• [SOURCE DATA]
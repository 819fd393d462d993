use clap::{Parser, Subcommand};
use serde::{Deserialize, Serialize};
use tracing::warn;

use crate::action::config::EngineConfig;
use crate::browser::session::DriverConfig;
use crate::error::ConfigError;

// ============================================================================
// CLI Argument Parsing (clap derive)
// ============================================================================

#[derive(Parser, Debug)]
#[command(
    name = "locatorless",
    version,
    about = "Locator-less UI component resolution and interaction"
)]
pub struct Cli {
    #[command(subcommand)]
    pub command: Commands,

    /// Verbosity level (-v, -vv, -vvv)
    #[arg(short, long, action = clap::ArgAction::Count, global = true)]
    pub verbose: u8,

    /// Path to config file (default: locatorless.yaml in current dir)
    #[arg(long, global = true)]
    pub config: Option<String>,

    /// JSONL file receiving one trace line per step
    #[arg(long, global = true)]
    pub trace: Option<String>,
}

#[derive(Subcommand, Debug)]
pub enum Commands {
    /// Run scenarios from YAML files
    Run {
        /// Path to a scenario YAML file or a directory of YAML files
        #[arg(long)]
        scenario: String,

        /// Output format: console, junit
        #[arg(long)]
        format: Option<String>,

        /// Output file path (default: stdout)
        #[arg(short, long)]
        output: Option<String>,
    },

    /// Print the components found on a page
    Discover {
        /// URL of the page to inspect
        #[arg(long)]
        url: String,

        /// Only list this component kind
        #[arg(long)]
        kind: Option<String>,

        /// Print JSON instead of a table
        #[arg(long, default_value_t = false)]
        json: bool,
    },
}

// ============================================================================
// Config File Model (optional YAML)
// ============================================================================

/// Optional YAML config file: `locatorless.yaml`
#[derive(Debug, Clone, Default, PartialEq, Serialize, Deserialize)]
pub struct AppConfig {
    #[serde(default)]
    pub engine: EngineConfig,
    #[serde(default)]
    pub driver: DriverConfig,
    #[serde(default)]
    pub run: RunConfig,
}

#[derive(Debug, Clone, PartialEq, Serialize, Deserialize)]
pub struct RunConfig {
    #[serde(default = "default_console")]
    pub format: String,

    pub output: Option<String>,

    pub trace: Option<String>,
}

impl Default for RunConfig {
    fn default() -> Self {
        Self {
            format: "console".to_string(),
            output: None,
            trace: None,
        }
    }
}

fn default_console() -> String { "console".to_string() }

pub const DEFAULT_CONFIG_PATH: &str = "locatorless.yaml";

// ============================================================================
// Config File Loading
// ============================================================================

/// Read and parse a config file.
pub fn read_config(path: &str) -> Result<AppConfig, ConfigError> {
    let content = std::fs::read_to_string(path).map_err(|source| ConfigError::Read {
        path: path.to_string(),
        source,
    })?;
    serde_yaml::from_str(&content).map_err(|source| ConfigError::Parse {
        path: path.to_string(),
        source,
    })
}

/// Load config from a YAML file. Returns defaults if the file is missing or
/// malformed.
pub fn load_config(path: Option<&str>) -> AppConfig {
    let config_path = path.unwrap_or(DEFAULT_CONFIG_PATH);
    match read_config(config_path) {
        Ok(config) => config,
        Err(ConfigError::Read { .. }) if path.is_none() => AppConfig::default(),
        Err(e) => {
            warn!(error = %e, "using default configuration");
            AppConfig::default()
        }
    }
}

• [WORK INSTRUCTIONS]
Return the lines containing "Commands", taking each one from the listing.

• [EXERCISE RESPONSE]
    pub command: Commands,
pub enum Commands {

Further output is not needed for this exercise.